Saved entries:
______

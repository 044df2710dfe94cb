//! Presentation surfaces
//!
//! The pipeline draws into whatever [`PresentationSurface`] it is handed:
//! a window-backed swapchain for real hosts, or an offscreen render target
//! for headless use and tests.

use std::sync::Arc;

use lucent_core::{CaptureSettings, PixelSize};
use raw_window_handle::{HasDisplayHandle, HasWindowHandle};
use thiserror::Error;

use crate::context::GpuContext;
use crate::error::PipelineError;

/// Preferred drawable format; the glass shader writes sRGB-encoded values
pub const SURFACE_FORMAT: wgpu::TextureFormat = wgpu::TextureFormat::Bgra8Unorm;

/// Why no drawable was available this frame. Never fatal; the frame is
/// dropped.
#[derive(Clone, Copy, Debug, PartialEq, Eq, Error)]
pub enum AcquireError {
    #[error("surface has no drawable size")]
    NotReady,
    #[error("timed out waiting for a drawable")]
    Timeout,
    #[error("surface is outdated and was reconfigured")]
    Outdated,
    #[error("surface was lost and was reconfigured")]
    Lost,
    #[error("out of memory acquiring a drawable")]
    OutOfMemory,
}

/// One frame's render target
pub struct Drawable {
    view: wgpu::TextureView,
    format: wgpu::TextureFormat,
    size: PixelSize,
    frame: Option<wgpu::SurfaceTexture>,
}

impl Drawable {
    pub fn view(&self) -> &wgpu::TextureView {
        &self.view
    }

    pub fn format(&self) -> wgpu::TextureFormat {
        self.format
    }

    pub fn size(&self) -> PixelSize {
        self.size
    }

    /// Queue the frame for display (no-op for offscreen targets)
    pub fn present(self) {
        if let Some(frame) = self.frame {
            frame.present();
        }
    }
}

/// A target the glass pipeline can present into
pub trait PresentationSurface {
    /// Drawable size in pixels
    fn size(&self) -> PixelSize;

    /// Resize the drawable; an empty size suspends acquisition
    fn resize(&mut self, size: PixelSize);

    /// Next drawable, or why there is none this frame
    fn acquire(&mut self) -> Result<Drawable, AcquireError>;
}

/// Swapchain-backed surface for a native window or layer
pub struct WindowSurface {
    surface: wgpu::Surface<'static>,
    device: Arc<wgpu::Device>,
    config: wgpu::SurfaceConfiguration,
    view_format: wgpu::TextureFormat,
    configured: bool,
}

impl WindowSurface {
    /// Create a surface for `window`.
    ///
    /// `settings.max_frame_latency` bounds queued frames (2 keeps three
    /// drawables in rotation).
    pub fn new<W>(
        gpu: &GpuContext,
        window: W,
        size: PixelSize,
        settings: &CaptureSettings,
    ) -> Result<Self, PipelineError>
    where
        W: HasWindowHandle + HasDisplayHandle + Send + Sync + 'static,
    {
        let surface = gpu.instance().create_surface(window)?;
        let caps = surface.get_capabilities(gpu.adapter());

        let format = caps
            .formats
            .iter()
            .copied()
            .find(|f| *f == SURFACE_FORMAT)
            .or_else(|| caps.formats.first().copied())
            .ok_or_else(|| {
                PipelineError::Resource("surface is not supported by the adapter".to_string())
            })?;
        let view_format = format.remove_srgb_suffix();

        let alpha_mode = if caps
            .alpha_modes
            .contains(&wgpu::CompositeAlphaMode::PostMultiplied)
        {
            wgpu::CompositeAlphaMode::PostMultiplied
        } else {
            caps.alpha_modes
                .first()
                .copied()
                .unwrap_or(wgpu::CompositeAlphaMode::Auto)
        };

        let config = wgpu::SurfaceConfiguration {
            usage: wgpu::TextureUsages::RENDER_ATTACHMENT,
            format,
            width: size.width,
            height: size.height,
            present_mode: wgpu::PresentMode::Fifo,
            desired_maximum_frame_latency: settings.max_frame_latency.clamp(1, 3),
            alpha_mode,
            view_formats: if view_format != format {
                vec![view_format]
            } else {
                vec![]
            },
        };

        tracing::info!(
            "window surface: {:?} {} (latency {})",
            format,
            size,
            config.desired_maximum_frame_latency
        );

        let mut this = Self {
            surface,
            device: Arc::clone(gpu.device()),
            config,
            view_format,
            configured: false,
        };
        this.resize(size);
        Ok(this)
    }

    fn reconfigure(&mut self) {
        self.surface.configure(&self.device, &self.config);
        self.configured = true;
    }
}

impl PresentationSurface for WindowSurface {
    fn size(&self) -> PixelSize {
        PixelSize::new(self.config.width, self.config.height)
    }

    fn resize(&mut self, size: PixelSize) {
        self.config.width = size.width;
        self.config.height = size.height;
        if size.is_empty() {
            self.configured = false;
            return;
        }
        self.reconfigure();
    }

    fn acquire(&mut self) -> Result<Drawable, AcquireError> {
        if !self.configured {
            return Err(AcquireError::NotReady);
        }

        let frame = match self.surface.get_current_texture() {
            Ok(frame) => frame,
            Err(wgpu::SurfaceError::Outdated) => {
                self.reconfigure();
                return Err(AcquireError::Outdated);
            }
            Err(wgpu::SurfaceError::Lost) => {
                self.reconfigure();
                return Err(AcquireError::Lost);
            }
            Err(wgpu::SurfaceError::Timeout) => return Err(AcquireError::Timeout),
            Err(wgpu::SurfaceError::OutOfMemory) => return Err(AcquireError::OutOfMemory),
        };

        let view = frame.texture.create_view(&wgpu::TextureViewDescriptor {
            format: Some(self.view_format),
            ..Default::default()
        });

        Ok(Drawable {
            view,
            format: self.view_format,
            size: self.size(),
            frame: Some(frame),
        })
    }
}

/// Offscreen render target for headless rendering and tests
pub struct OffscreenSurface {
    device: Arc<wgpu::Device>,
    queue: Arc<wgpu::Queue>,
    size: PixelSize,
    texture: Option<wgpu::Texture>,
}

impl OffscreenSurface {
    pub fn new(gpu: &GpuContext, size: PixelSize) -> Self {
        let mut this = Self {
            device: Arc::clone(gpu.device()),
            queue: Arc::clone(gpu.queue()),
            size: PixelSize::default(),
            texture: None,
        };
        this.resize(size);
        this
    }

    pub fn texture(&self) -> Option<&wgpu::Texture> {
        self.texture.as_ref()
    }

    /// Read the target back as tightly packed BGRA8 rows (blocks on the GPU)
    pub fn read_pixels(&self) -> Option<Vec<u8>> {
        let texture = self.texture.as_ref()?;
        let PixelSize { width, height } = self.size;
        let bytes_per_row = lucent_core::paint::padded_bytes_per_row(width);

        let buffer = self.device.create_buffer(&wgpu::BufferDescriptor {
            label: Some("Lucent Offscreen Readback"),
            size: bytes_per_row as u64 * height as u64,
            usage: wgpu::BufferUsages::COPY_DST | wgpu::BufferUsages::MAP_READ,
            mapped_at_creation: false,
        });

        let mut encoder = self
            .device
            .create_command_encoder(&wgpu::CommandEncoderDescriptor {
                label: Some("Lucent Readback Encoder"),
            });
        encoder.copy_texture_to_buffer(
            texture.as_image_copy(),
            wgpu::ImageCopyBuffer {
                buffer: &buffer,
                layout: wgpu::ImageDataLayout {
                    offset: 0,
                    bytes_per_row: Some(bytes_per_row),
                    rows_per_image: Some(height),
                },
            },
            wgpu::Extent3d {
                width,
                height,
                depth_or_array_layers: 1,
            },
        );
        self.queue.submit(std::iter::once(encoder.finish()));

        let slice = buffer.slice(..);
        let (tx, rx) = std::sync::mpsc::channel();
        slice.map_async(wgpu::MapMode::Read, move |result| {
            let _ = tx.send(result);
        });
        self.device.poll(wgpu::Maintain::Wait);
        rx.recv().ok()?.ok()?;

        let data = slice.get_mapped_range();
        let row_bytes = (width * 4) as usize;
        let mut pixels = Vec::with_capacity(row_bytes * height as usize);
        for row in data.chunks_exact(bytes_per_row as usize) {
            pixels.extend_from_slice(&row[..row_bytes]);
        }
        drop(data);
        buffer.unmap();
        Some(pixels)
    }
}

impl PresentationSurface for OffscreenSurface {
    fn size(&self) -> PixelSize {
        self.size
    }

    fn resize(&mut self, size: PixelSize) {
        if size == self.size && (self.texture.is_some() || size.is_empty()) {
            return;
        }
        self.size = size;
        self.texture = (!size.is_empty()).then(|| {
            self.device.create_texture(&wgpu::TextureDescriptor {
                label: Some("Lucent Offscreen Target"),
                size: wgpu::Extent3d {
                    width: size.width,
                    height: size.height,
                    depth_or_array_layers: 1,
                },
                mip_level_count: 1,
                sample_count: 1,
                dimension: wgpu::TextureDimension::D2,
                format: SURFACE_FORMAT,
                usage: wgpu::TextureUsages::RENDER_ATTACHMENT
                    | wgpu::TextureUsages::TEXTURE_BINDING
                    | wgpu::TextureUsages::COPY_SRC,
                view_formats: &[],
            })
        });
    }

    fn acquire(&mut self) -> Result<Drawable, AcquireError> {
        let texture = self.texture.as_ref().ok_or(AcquireError::NotReady)?;
        Ok(Drawable {
            view: texture.create_view(&wgpu::TextureViewDescriptor::default()),
            format: SURFACE_FORMAT,
            size: self.size,
            frame: None,
        })
    }
}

______

What is expected:
Please tally the lines of the data in which the string "static" appears and write only the total.

Reply to the exercise:
2